Homozygous deletion and characterization of the breakpoint in patient FAP15. A: Agarose gel of multiplex PCR performed for MUTYH exons 1 to 16 (E1-E16) and control genes GAPDH or HPRT1. The patient (FAP15) exhibited absence of amplification for MUTYH exons 3 to 16, whereas a healthy individual (Control) presented all expected fragments. B: The blue line on the profile of chromosome 1 (bottom panel) indicates the mapping at 1p34.1 of the two intragenic probes with log₂ ratio values compatible with a homozygous deletion (green circles, upper panel); probes flanking this deletion (at 5' of MUTYH, and downstream of its 3' end) exhibited normal values. The red arrow indicates the position of probe A_14_P118536 where novel reverse primers were designed. C: Schematic drawing of the normal gene with genomic and cDNA (NM_001128425.1) positions of the breakpoints. D: Schematic drawing of the deleted gene and primer locations (2F primer: chr1: 45800257-45800276; 16R1 primer: chr1: 45794388-45794407). E: Agarose gel showing the amplification of the deletion junction in the patient and amplicon absence in the control DNA pool.

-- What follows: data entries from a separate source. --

use clap::Parser;
use lot_pricing::utils::error::ErrorSeverity;
use lot_pricing::utils::{logger, validation::Validate};
use lot_pricing::CliConfig;

#[tokio::main]
async fn main() -> anyhow::Result<()> {
    let mut config = CliConfig::parse();

    if config.log_json {
        logger::init_json_logger(config.verbose);
    } else {
        logger::init_cli_logger(config.verbose);
    }

    tracing::debug!("CLI config: {:?}", config);

    if let Err(e) = config.resolve().and_then(|()| config.validate()) {
        tracing::error!("Configuration validation failed: {}", e);
        tracing::error!("Suggestion: {}", e.recovery_suggestion());
        eprintln!("❌ {}", e.user_friendly_message());
        std::process::exit(1);
    }

    match lot_pricing::app::run(&config).await {
        Ok(output) => {
            println!("{}", output.trim_end());
        }
        Err(e) => {
            tracing::error!(
                "Command failed: {} (Category: {:?}, Severity: {:?})",
                e,
                e.category(),
                e.severity()
            );

            eprintln!("❌ {}", e.user_friendly_message());
            eprintln!("💡 {}", e.recovery_suggestion());

            let exit_code = match e.severity() {
                ErrorSeverity::Low => 0,
                ErrorSeverity::Medium => 2,
                ErrorSeverity::High => 1,
                ErrorSeverity::Critical => 3,
            };

            if exit_code > 0 {
                std::process::exit(exit_code);
            }
        }
    }

    Ok(())
}
use crate::core::zone::is_premium_zone;
use crate::domain::model::{Lot, Money, PaymentPlan, PlanBreakdown, Quote};

/// Price per m² on the avenue.
pub const PREMIUM_UNIT_PRICE: Money = Money::from_centavos(205_00);
/// Price per m² everywhere else.
pub const STANDARD_UNIT_PRICE: Money = Money::from_centavos(190_00);
pub const CASH_DISCOUNT_PERCENT: u32 = 5;

/// Total interest charged over each offered term, in months.
pub struct InterestSchedule;

impl InterestSchedule {
    pub const TABLE: [(u32, u32); 10] = [
        (12, 0),
        (24, 6),
        (36, 9),
        (48, 12),
        (60, 15),
        (72, 18),
        (84, 21),
        (96, 24),
        (108, 26),
        (120, 30),
    ];

    /// Terms not in the table carry no interest.
    pub fn interest_percent(months: u32) -> u32 {
        Self::TABLE
            .iter()
            .find(|(term, _)| *term == months)
            .map_or(0, |(_, percent)| *percent)
    }

    pub fn offers(months: u32) -> bool {
        Self::TABLE.iter().any(|(term, _)| *term == months)
    }

    pub fn terms() -> impl Iterator<Item = u32> {
        Self::TABLE.iter().map(|(term, _)| *term)
    }
}

pub fn unit_price(identifier: &str) -> Money {
    if is_premium_zone(identifier) {
        PREMIUM_UNIT_PRICE
    } else {
        STANDARD_UNIT_PRICE
    }
}

/// Quotes `lot` under `plan`.
///
/// Base and final values are each rounded half-up to the centavo once, from
/// the unrounded `area * unit_price` product. The installment is the rounded
/// final value split over the term. `lot.area` must be positive.
pub fn price(lot: &Lot, plan: PaymentPlan) -> Quote {
    debug_assert!(lot.area > 0.0, "lot {} has non-positive area", lot.id);

    let unit_price = unit_price(&lot.identifier);
    let base_value = unit_price.times_area(lot.area, 1, 1);

    match plan {
        PaymentPlan::Cash => {
            let final_value =
                unit_price.times_area(lot.area, 100 - CASH_DISCOUNT_PERCENT as i64, 100);
            Quote {
                unit_price,
                base_value,
                final_value,
                breakdown: PlanBreakdown::Cash {
                    discount_percent: CASH_DISCOUNT_PERCENT,
                },
            }
        }
        PaymentPlan::Installment(term) => {
            let months = term.get();
            let interest_percent = InterestSchedule::interest_percent(months);
            let final_value =
                unit_price.times_area(lot.area, 100 + interest_percent as i64, 100);
            let installment_value = final_value.scale(1, months as i64);
            Quote {
                unit_price,
                base_value,
                final_value,
                breakdown: PlanBreakdown::Installment {
                    term_months: months,
                    interest_percent,
                    installment_value,
                },
            }
        }
    }
}

#[cfg(test)]
mod tests {
    use super::*;
    use crate::domain::model::LotStatus;
    use proptest::prelude::*;
    use std::num::NonZeroU32;

    fn lot(identifier: &str, area: f64) -> Lot {
        Lot {
            id: 1,
            identifier: identifier.to_string(),
            area,
            status: LotStatus::Available,
        }
    }

    fn months(n: u32) -> PaymentPlan {
        PaymentPlan::Installment(NonZeroU32::new(n).unwrap())
    }

    #[test]
    fn test_cash_quote_on_the_avenue() {
        let quote = price(&lot("QUADRA 31 LOTE 10", 100.0), PaymentPlan::Cash);

        assert_eq!(quote.unit_price, Money::from_centavos(205_00));
        assert_eq!(quote.base_value, Money::from_centavos(20_500_00));
        assert_eq!(quote.final_value, Money::from_centavos(19_475_00));
        assert_eq!(quote.breakdown, PlanBreakdown::Cash { discount_percent: 5 });
    }

    #[test]
    fn test_cash_quote_off_the_avenue() {
        let quote = price(&lot("QUADRA 50 LOTE 10", 100.0), PaymentPlan::Cash);

        assert_eq!(quote.unit_price, Money::from_centavos(190_00));
        assert_eq!(quote.base_value, Money::from_centavos(19_000_00));
        assert_eq!(quote.final_value, Money::from_centavos(18_050_00));
    }

    #[test]
    fn test_installment_quote() {
        let quote = price(&lot("QUADRA 1 LOTE 3", 50.0), months(36));

        assert_eq!(quote.unit_price, Money::from_centavos(205_00));
        assert_eq!(quote.base_value, Money::from_centavos(10_250_00));
        assert_eq!(quote.final_value, Money::from_centavos(11_172_50));
        assert_eq!(
            quote.breakdown,
            PlanBreakdown::Installment {
                term_months: 36,
                interest_percent: 9,
                installment_value: Money::from_centavos(310_35),
            }
        );
    }

    #[test]
    fn test_twelve_months_is_interest_free() {
        let quote = price(&lot("QUADRA 50 LOTE 10", 300.0), months(12));
        assert_eq!(quote.final_value, quote.base_value);
        assert_eq!(
            quote.breakdown,
            PlanBreakdown::Installment {
                term_months: 12,
                interest_percent: 0,
                installment_value: Money::from_centavos(4_750_00),
            }
        );
    }

    #[test]
    fn test_unknown_term_carries_no_interest() {
        let quote = price(&lot("QUADRA 50 LOTE 10", 100.0), months(18));
        assert_eq!(quote.final_value, Money::from_centavos(19_000_00));
        assert!(matches!(
            quote.breakdown,
            PlanBreakdown::Installment {
                interest_percent: 0,
                installment_value,
                ..
            } if installment_value == Money::from_centavos(1_055_56)
        ));
    }

    #[test]
    fn test_fractional_area() {
        // 250.35 m² * 190 = 47566.50
        let quote = price(&lot("QUADRA 40 LOTE 12", 250.35), PaymentPlan::Cash);
        assert_eq!(quote.base_value, Money::from_centavos(47_566_50));
        // 47566.50 * 0.95 = 45188.175 -> 45188.18
        assert_eq!(quote.final_value, Money::from_centavos(45_188_18));
    }

    #[test]
    fn test_final_value_is_not_derived_from_rounded_base() {
        let avenue = lot("QUADRA 31 LOTE 10", 100.001);

        let cash = price(&avenue, PaymentPlan::Cash);
        assert_eq!(cash.base_value, Money::from_centavos(20_500_21));
        assert_eq!(cash.final_value, Money::from_centavos(19_475_19));

        let financed = price(&avenue, months(36));
        assert_eq!(financed.final_value, Money::from_centavos(22_345_22));

        let long = price(&lot("QUADRA 31 LOTE 10", 100.003), months(120));
        assert_eq!(long.final_value, Money::from_centavos(26_650_80));
        assert!(matches!(
            long.breakdown,
            PlanBreakdown::Installment { installment_value, .. }
                if installment_value == Money::from_centavos(222_09)
        ));
    }

    #[test]
    fn test_schedule() {
        assert_eq!(InterestSchedule::interest_percent(120), 30);
        assert_eq!(InterestSchedule::interest_percent(108), 26);
        assert_eq!(InterestSchedule::interest_percent(7), 0);
        assert!(InterestSchedule::offers(60));
        assert!(!InterestSchedule::offers(0));
        assert_eq!(
            InterestSchedule::terms().collect::<Vec<_>>(),
            vec![12, 24, 36, 48, 60, 72, 84, 96, 108, 120]
        );
    }

    proptest! {
        #[test]
        fn price_is_referentially_transparent(
            block in 1u32..80,
            number in 1u32..60,
            area in 1.0f64..5_000.0,
            term in prop::sample::select(InterestSchedule::terms().collect::<Vec<_>>()),
        ) {
            let lot = lot(&format!("QUADRA {} LOTE {}", block, number), area);
            prop_assert_eq!(price(&lot, PaymentPlan::Cash), price(&lot, PaymentPlan::Cash));
            prop_assert_eq!(price(&lot, months(term)), price(&lot, months(term)));
        }

        #[test]
        fn installments_cover_the_financed_total(
            area in 1.0f64..5_000.0,
            term in prop::sample::select(InterestSchedule::terms().collect::<Vec<_>>()),
        ) {
            let quote = price(&lot("QUADRA 50 LOTE 3", area), months(term));
            prop_assert!(quote.final_value >= quote.base_value);
            if let PlanBreakdown::Installment { installment_value, .. } = quote.breakdown {
                let paid = installment_value.centavos() * term as i64;
                prop_assert!((paid - quote.final_value.centavos()).abs() <= term as i64 / 2);
            } else {
                prop_assert!(false, "expected an installment breakdown");
            }
        }
    }
}
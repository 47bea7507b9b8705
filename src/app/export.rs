use crate::core::format::format_currency;
use crate::core::{Lot, PlanBreakdown, Quote, Storage};
use crate::utils::error::{LotError, Result};
use crate::utils::validation::validate_file_extension;
use serde::Serialize;

#[derive(Debug, Serialize)]
struct QuoteRow<'a> {
    id: u64,
    lote: &'a str,
    area: f64,
    valor_m2: String,
    valor_base: String,
    valor_final: String,
    desconto_percent: Option<u32>,
    prazo_meses: Option<u32>,
    juros_percent: Option<u32>,
    parcela: Option<String>,
}

impl<'a> QuoteRow<'a> {
    fn new(lot: &'a Lot, quote: &Quote) -> Self {
        let mut row = QuoteRow {
            id: lot.id,
            lote: &lot.identifier,
            area: lot.area,
            valor_m2: format_currency(quote.unit_price),
            valor_base: format_currency(quote.base_value),
            valor_final: format_currency(quote.final_value),
            desconto_percent: None,
            prazo_meses: None,
            juros_percent: None,
            parcela: None,
        };
        match quote.breakdown {
            PlanBreakdown::Cash { discount_percent } => row.desconto_percent = Some(discount_percent),
            PlanBreakdown::Installment {
                term_months,
                interest_percent,
                installment_value,
            } => {
                row.prazo_meses = Some(term_months);
                row.juros_percent = Some(interest_percent);
                row.parcela = Some(format_currency(installment_value));
            }
        }
        row
    }
}

/// Semicolon-separated, so the pt-BR decimal commas stay inside their cells.
pub fn quotes_to_csv(quotes: &[(&Lot, Quote)]) -> Result<Vec<u8>> {
    let mut writer = csv::WriterBuilder::new()
        .delimiter(b';')
        .from_writer(Vec::new());

    for (lot, quote) in quotes {
        writer.serialize(QuoteRow::new(lot, quote))?;
    }

    writer.into_inner().map_err(|e| LotError::IoError(e.into_error()))
}

pub async fn export_quotes<S: Storage>(
    storage: &S,
    path: &str,
    quotes: &[(&Lot, Quote)],
) -> Result<usize> {
    validate_file_extension("output", path, &["csv"])?;

    let data = quotes_to_csv(quotes)?;
    tracing::debug!("Writing {} quotes ({} bytes) to {}", quotes.len(), data.len(), path);
    storage.write_file(path, &data).await?;
    Ok(quotes.len())
}
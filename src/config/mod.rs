pub mod cli;
pub mod toml_config;

#[cfg(feature = "cli")]
use crate::core::pricing::InterestSchedule;
#[cfg(feature = "cli")]
use crate::core::{ConfigProvider, PaymentPlan};
#[cfg(feature = "cli")]
use crate::utils::error::{LotError, Result};
#[cfg(feature = "cli")]
use crate::utils::validation::{validate_path, validate_range, validate_url, Validate};
#[cfg(feature = "cli")]
use clap::{Parser, Subcommand, ValueEnum};
#[cfg(feature = "cli")]
use std::collections::HashMap;
#[cfg(feature = "cli")]
use std::time::Duration;
#[cfg(feature = "cli")]
use toml_config::TomlConfig;

pub const DEFAULT_ENDPOINT: &str = "https://api-disponibilidade.onrender.com/lotes";
pub const DEFAULT_TIMEOUT_SECONDS: u64 = 30;
/// Term preselected for installment quotes when none is given.
pub const DEFAULT_TERM_MONTHS: u32 = 12;

#[cfg(feature = "cli")]
#[derive(Debug, Clone, Parser)]
#[command(name = "lot-pricing")]
#[command(about = "Browse the lot inventory and simulate sale prices")]
pub struct CliConfig {
    /// Inventory endpoint returning a JSON array of lots
    #[arg(long, global = true)]
    pub endpoint: Option<String>,

    /// Read the inventory from a local JSON file instead of the endpoint
    #[arg(long, global = true)]
    pub inventory_file: Option<String>,

    #[arg(long, global = true)]
    pub timeout_seconds: Option<u64>,

    /// Extra request header, repeatable
    #[arg(long = "header", value_name = "NAME=VALUE", value_parser = parse_header, global = true)]
    pub headers: Vec<(String, String)>,

    /// Path to a TOML configuration file
    #[arg(short, long, global = true)]
    pub config: Option<String>,

    #[arg(short, long, global = true, help = "Enable verbose output")]
    pub verbose: bool,

    #[arg(long, global = true, help = "Emit logs as JSON lines")]
    pub log_json: bool,

    #[command(subcommand)]
    pub command: Command,

    #[arg(skip)]
    pub default_term: Option<u32>,

    #[arg(skip)]
    resolved_headers: HashMap<String, String>,
}

#[cfg(feature = "cli")]
#[derive(Debug, Clone, Subcommand)]
pub enum Command {
    /// List lots, optionally filtered by identifier text and status
    List {
        #[arg(short, long, default_value = "")]
        search: String,

        /// todos | disponível | vendido
        #[arg(long, default_value = "todos")]
        status: crate::core::catalog::StatusFilter,
    },
    /// Count available and sold lots
    Summary,
    /// Show the offered installment terms and their interest
    Terms,
    /// Simulate the price of one available lot
    Quote {
        #[arg(long)]
        lot_id: u64,

        #[arg(long, value_enum, default_value_t = PlanKind::Cash)]
        plan: PlanKind,

        /// Installment term in months
        #[arg(long)]
        term: Option<u32>,

        /// Print the quote as JSON
        #[arg(long)]
        json: bool,
    },
    /// Write a CSV with the quote of every available lot
    Export {
        #[arg(short, long)]
        output: String,

        #[arg(long, value_enum, default_value_t = PlanKind::Cash)]
        plan: PlanKind,

        #[arg(long)]
        term: Option<u32>,
    },
}

#[cfg(feature = "cli")]
#[derive(Debug, Clone, Copy, PartialEq, Eq, ValueEnum)]
pub enum PlanKind {
    #[value(alias = "avista")]
    Cash,
    #[value(aliases = ["parcelado", "prazo"])]
    Installment,
}

#[cfg(feature = "cli")]
fn parse_header(raw: &str) -> std::result::Result<(String, String), String> {
    raw.split_once('=')
        .map(|(name, value)| (name.trim().to_string(), value.trim().to_string()))
        .filter(|(name, _)| !name.is_empty())
        .ok_or_else(|| format!("expected NAME=VALUE, got '{}'", raw))
}

#[cfg(feature = "cli")]
impl CliConfig {
    /// Fills every option not given on the command line from `file`, then
    /// lays the command-line headers over the file's.
    pub fn merge_file(&mut self, file: TomlConfig) {
        if self.endpoint.is_none() {
            self.endpoint = file.source.endpoint.clone();
        }
        if self.inventory_file.is_none() {
            self.inventory_file = file.inventory_file().map(str::to_string);
        }
        if self.timeout_seconds.is_none() {
            self.timeout_seconds = file.source.timeout_seconds;
        }
        if self.default_term.is_none() {
            self.default_term = file.default_term();
        }
        if let Some(headers) = file.source.headers {
            self.resolved_headers.extend(headers);
        }
        self.resolved_headers.extend(self.headers.iter().cloned());
    }

    /// Loads `--config` when given; headers from the command line are
    /// resolved either way.
    pub fn resolve(&mut self) -> Result<()> {
        let file = match &self.config {
            Some(path) => {
                tracing::debug!("Loading configuration from: {}", path);
                let file = TomlConfig::from_file(path)?;
                file.validate()?;
                file
            }
            None => TomlConfig::default(),
        };
        self.merge_file(file);
        Ok(())
    }

    /// Resolves `--plan`/`--term` into a payment plan.
    pub fn payment_plan(&self, plan: PlanKind, term: Option<u32>) -> Result<PaymentPlan> {
        match (plan, term) {
            (PlanKind::Cash, None) => Ok(PaymentPlan::Cash),
            (PlanKind::Cash, Some(_)) => Err(LotError::ConfigError {
                message: "--term only applies to --plan installment".to_string(),
            }),
            (PlanKind::Installment, term) => PaymentPlan::installment(
                term.or(self.default_term).unwrap_or(DEFAULT_TERM_MONTHS),
            ),
        }
    }
}

#[cfg(feature = "cli")]
impl ConfigProvider for CliConfig {
    fn endpoint(&self) -> &str {
        self.endpoint.as_deref().unwrap_or(DEFAULT_ENDPOINT)
    }

    fn inventory_file(&self) -> Option<&str> {
        self.inventory_file.as_deref()
    }

    fn timeout(&self) -> Duration {
        Duration::from_secs(self.timeout_seconds.unwrap_or(DEFAULT_TIMEOUT_SECONDS))
    }

    fn headers(&self) -> &HashMap<String, String> {
        &self.resolved_headers
    }
}

#[cfg(feature = "cli")]
impl Validate for CliConfig {
    fn validate(&self) -> Result<()> {
        match self.inventory_file() {
            Some(path) => validate_path("inventory_file", path)?,
            None => validate_url("endpoint", self.endpoint())?,
        }

        validate_range(
            "timeout_seconds",
            self.timeout_seconds.unwrap_or(DEFAULT_TIMEOUT_SECONDS),
            1,
            600,
        )?;

        if let Some(term) = self.default_term {
            if !InterestSchedule::offers(term) {
                return Err(LotError::UnsupportedTerm { months: term });
            }
        }

        Ok(())
    }
}

#[cfg(all(test, feature = "cli"))]
mod tests {
    use super::*;
    use std::num::NonZeroU32;

    fn parse(args: &[&str]) -> CliConfig {
        CliConfig::try_parse_from(std::iter::once("lot-pricing").chain(args.iter().copied()))
            .unwrap()
    }

    #[test]
    fn test_defaults() {
        let mut config = parse(&["summary"]);
        config.resolve().unwrap();

        assert_eq!(config.endpoint(), DEFAULT_ENDPOINT);
        assert_eq!(config.timeout(), Duration::from_secs(30));
        assert!(config.inventory_file().is_none());
        assert!(config.headers().is_empty());
        assert!(config.validate().is_ok());
    }

    #[test]
    fn test_list_arguments() {
        let config = parse(&["list", "--search", "quadra 12", "--status", "Vendido"]);
        match config.command {
            Command::List { search, status } => {
                assert_eq!(search, "quadra 12");
                assert_eq!(
                    status,
                    crate::core::catalog::StatusFilter::Only(crate::core::LotStatus::Sold)
                );
            }
            other => panic!("unexpected command {:?}", other),
        }
    }

    #[test]
    fn test_file_values_fill_missing_flags_only() {
        let mut config = parse(&[
            "--endpoint",
            "https://cli.example.com/lotes",
            "--header",
            "X-Api-Key=from-cli",
            "terms",
        ]);
        let file = TomlConfig::from_toml_str(
            r#"
[source]
endpoint = "https://file.example.com/lotes"
timeout_seconds = 5
headers = { "X-Api-Key" = "from-file", "X-Client" = "buriti" }

[simulation]
default_term = 48
"#,
        )
        .unwrap();

        config.merge_file(file);

        assert_eq!(config.endpoint(), "https://cli.example.com/lotes");
        assert_eq!(config.timeout(), Duration::from_secs(5));
        assert_eq!(config.headers().get("X-Api-Key").unwrap(), "from-cli");
        assert_eq!(config.headers().get("X-Client").unwrap(), "buriti");
        assert_eq!(config.default_term, Some(48));
    }

    #[test]
    fn test_payment_plan_resolution() {
        let mut config = parse(&["terms"]);
        assert_eq!(
            config.payment_plan(PlanKind::Cash, None).unwrap(),
            PaymentPlan::Cash
        );
        assert_eq!(
            config.payment_plan(PlanKind::Installment, None).unwrap(),
            PaymentPlan::Installment(NonZeroU32::new(12).unwrap())
        );

        config.default_term = Some(60);
        assert_eq!(
            config.payment_plan(PlanKind::Installment, None).unwrap(),
            PaymentPlan::Installment(NonZeroU32::new(60).unwrap())
        );
        assert_eq!(
            config.payment_plan(PlanKind::Installment, Some(24)).unwrap(),
            PaymentPlan::Installment(NonZeroU32::new(24).unwrap())
        );
        assert!(config.payment_plan(PlanKind::Installment, Some(13)).is_err());
        assert!(config.payment_plan(PlanKind::Cash, Some(24)).is_err());
    }

    #[test]
    fn test_plan_aliases() {
        let config = parse(&["quote", "--lot-id", "4", "--plan", "parcelado", "--term", "36"]);
        match config.command {
            Command::Quote { lot_id, plan, term, json } => {
                assert_eq!(lot_id, 4);
                assert_eq!(plan, PlanKind::Installment);
                assert_eq!(term, Some(36));
                assert!(!json);
            }
            other => panic!("unexpected command {:?}", other),
        }
    }

    #[test]
    fn test_bad_header_is_rejected() {
        let result = CliConfig::try_parse_from(["lot-pricing", "--header", "novalue", "terms"]);
        assert!(result.is_err());
    }

    #[test]
    fn test_validation_rejects_bad_endpoint() {
        let mut config = parse(&["--endpoint", "not-a-url", "summary"]);
        config.resolve().unwrap();
        assert!(config.validate().is_err());
    }
}
use crate::adapters::decode_inventory;
use crate::core::{InventorySource, Lot, Storage};
use crate::utils::error::Result;
use async_trait::async_trait;

/// Reads the inventory from a JSON file, in the same shape the remote service
/// returns.
pub struct FileInventory<S: Storage> {
    storage: S,
    path: String,
}

impl<S: Storage> FileInventory<S> {
    pub fn new(storage: S, path: impl Into<String>) -> Self {
        Self {
            storage,
            path: path.into(),
        }
    }
}

#[async_trait]
impl<S: Storage> InventorySource for FileInventory<S> {
    async fn load(&self) -> Result<Vec<Lot>> {
        tracing::debug!("Reading inventory file: {}", self.path);
        let data = self.storage.read_file(&self.path).await?;
        let json_data: serde_json::Value = serde_json::from_slice(&data)?;
        decode_inventory(json_data)
    }
}
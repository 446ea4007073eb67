//! Per-tenant authorization endpoint resolution.
use std::collections::BTreeMap;

use axum::http::HeaderMap;
use base64::{Engine as _, engine::general_purpose::STANDARD};
use serde::Deserialize;
use thiserror::Error;

use crate::core::protocol::HDR_ADDON_CONTEXT;

#[derive(Error, Debug, Clone, PartialEq, Eq)]
pub enum TenantError {
    #[error("Missing x-addon-context header")]
    MissingContext,

    #[error("Invalid x-addon-context header")]
    InvalidContext,

    #[error("Addon UUID not found in x-addon-context header")]
    MissingAddonId,

    #[error("No integration URL found for addon UUID: {0}")]
    UnknownAddon(String),
}

#[derive(Deserialize, Default)]
#[serde(default)]
struct AddonContext {
    #[serde(rename = "addonUUID")]
    addon_uuid: String,
}

/// Extract the addon identifier from the platform injected context header.
pub fn addon_id_from_headers(headers: &HeaderMap) -> Result<String, TenantError> {
    let encoded = headers
        .get(HDR_ADDON_CONTEXT)
        .ok_or(TenantError::MissingContext)?
        .to_str()
        .map_err(|_| TenantError::InvalidContext)?;

    let decoded = STANDARD
        .decode(encoded)
        .map_err(|_| TenantError::InvalidContext)?;
    let context: AddonContext =
        serde_json::from_slice(&decoded).map_err(|_| TenantError::InvalidContext)?;

    if context.addon_uuid.is_empty() {
        return Err(TenantError::MissingAddonId);
    }
    Ok(context.addon_uuid)
}

/// Find the authorization URL registered for `addon_id`.
///
/// A URL belongs to the addon when it contains the path segment `/addons/<id>`
/// followed by `/` or the end of the value. Candidates are checked in name order.
pub fn resolve_tenant_url<'a>(
    tenant_urls: &'a BTreeMap<String, String>,
    addon_id: &str,
) -> Result<&'a str, TenantError> {
    let segment = format!("/addons/{addon_id}");

    tenant_urls
        .values()
        .find(|url| {
            url.match_indices(segment.as_str()).any(|(start, _)| {
                let rest = &url[start + segment.len()..];
                rest.is_empty() || rest.starts_with('/')
            })
        })
        .map(String::as_str)
        .ok_or_else(|| TenantError::UnknownAddon(addon_id.to_string()))
}

/// Resolve the authorization base URL for the tenant a request belongs to.
pub fn resolve_auth_base_url<'a>(
    tenant_urls: &'a BTreeMap<String, String>,
    headers: &HeaderMap,
) -> Result<&'a str, TenantError> {
    let addon_id = addon_id_from_headers(headers)?;
    resolve_tenant_url(tenant_urls, &addon_id)
}
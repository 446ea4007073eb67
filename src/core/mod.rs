pub mod auth;
pub mod bypass;
pub mod protocol;
pub mod tenant;
pub mod validator;

pub use auth::{AuthDecision, DataActionTargetAuthRequestBody, SalesforceAuthRequestBody};
pub use bypass::should_bypass;
pub use tenant::{TenantError, resolve_auth_base_url};
pub use validator::{ClassifiedRequest, RequestContext, RequestValidationError, validate_request};
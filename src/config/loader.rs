use std::{collections::BTreeMap, path::Path};

use config::{Config, File, FileFormat};
use eyre::{Context, Result};

use crate::config::models::{MeshConfig, YAML_FILE_NAME};

pub const ENV_INTEGRATION_API_URL: &str = "HEROKU_INTEGRATION_API_URL";
pub const ENV_INTEGRATION_TOKEN: &str = "HEROKU_INTEGRATION_TOKEN";
pub const ENV_BYPASS_ALL_ROUTES: &str = "HEROKU_INTEGRATION_SERVICE_MESH_BYPASS_ALL_ROUTES";
pub const ENV_APP_PORT: &str = "APP_PORT";
pub const ENV_APP_URL: &str = "APP_URL";
pub const ENV_PORT: &str = "PORT";

/// Marker that identifies an environment value as a per-tenant authorization URL.
const TENANT_URL_MARKER: &str = "/addons/";

/// Load configuration from the optional YAML file and the process environment.
///
/// When `config_path` is `None` the default `integration-mesh.yaml` is used if it
/// exists. An explicitly named file must exist.
pub fn load_config(config_path: Option<&Path>) -> Result<MeshConfig> {
    let env: BTreeMap<String, String> = std::env::vars().collect();
    load_config_with_env(config_path, &env)
}

/// Load configuration against the given environment instead of the process one.
pub fn load_config_with_env(
    config_path: Option<&Path>,
    env: &BTreeMap<String, String>,
) -> Result<MeshConfig> {
    let (path, required) = match config_path {
        Some(path) => (path, true),
        None => (Path::new(YAML_FILE_NAME), false),
    };

    let path_str = path
        .to_str()
        .ok_or_else(|| eyre::eyre!("Invalid UTF-8 path: {}", path.display()))?;

    let mut builder = Config::builder()
        .add_source(File::new(path_str, FileFormat::Yaml).required(required));

    if let Some(api_url) = env.get(ENV_INTEGRATION_API_URL) {
        builder = builder.set_override("integration.api_url", api_url.as_str())?;
    }
    if let Some(token) = env.get(ENV_INTEGRATION_TOKEN) {
        builder = builder.set_override("integration.token", token.as_str())?;
    }
    if let Some(bypass) = env.get(ENV_BYPASS_ALL_ROUTES) {
        // Anything that is not a boolean leaves every route protected.
        let bypass = bypass.trim().parse::<bool>().unwrap_or(false);
        builder = builder.set_override("bypass_all_routes", bypass)?;
    }
    if let Some(app_port) = env.get(ENV_APP_PORT) {
        builder = builder.set_override("app.port", app_port.as_str())?;
    }
    if let Some(app_url) = env.get(ENV_APP_URL) {
        builder = builder.set_override("app.host", app_url.as_str())?;
    }
    if let Some(port) = env.get(ENV_PORT) {
        let port: u16 = port
            .trim()
            .parse()
            .with_context(|| format!("{ENV_PORT} must be a port number, got '{port}'"))?;
        builder = builder.set_override("port", i64::from(port))?;
    }

    let settings = builder
        .build()
        .with_context(|| format!("Failed to build config from {}", path.display()))?;

    let mut mesh_config: MeshConfig = settings
        .try_deserialize()
        .with_context(|| format!("Failed to deserialize config from {}", path.display()))?;

    mesh_config.tenant_urls.extend(
        env.iter()
            .filter(|(_, value)| value.contains(TENANT_URL_MARKER))
            .map(|(name, value)| (name.clone(), value.clone())),
    );

    Ok(mesh_config)
}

F: Partial chromatogram of the junction sequencing showing in highlight the two inserted nucleotides (TA). G: Nucleotide sequence around the deletion breakpoints and the deletion junction. Red larger nucleotides are the non-template insertion (filler DNA). Light gray nucleotides indicate the deleted sequence. Shaded nucleotides represent shared sequences between the breakpoints. Rearrangement-promoting elements GAG/GCS* are shown underlined. The gray arrow beneath the intergenic deleted sequence shows the location of the AluJr element. *S denotes the ambiguity code symbol for G/C. Coordinates at chromosome 1 are given according UCSC Feb. 2009 (GRCh37/hg19) assembly.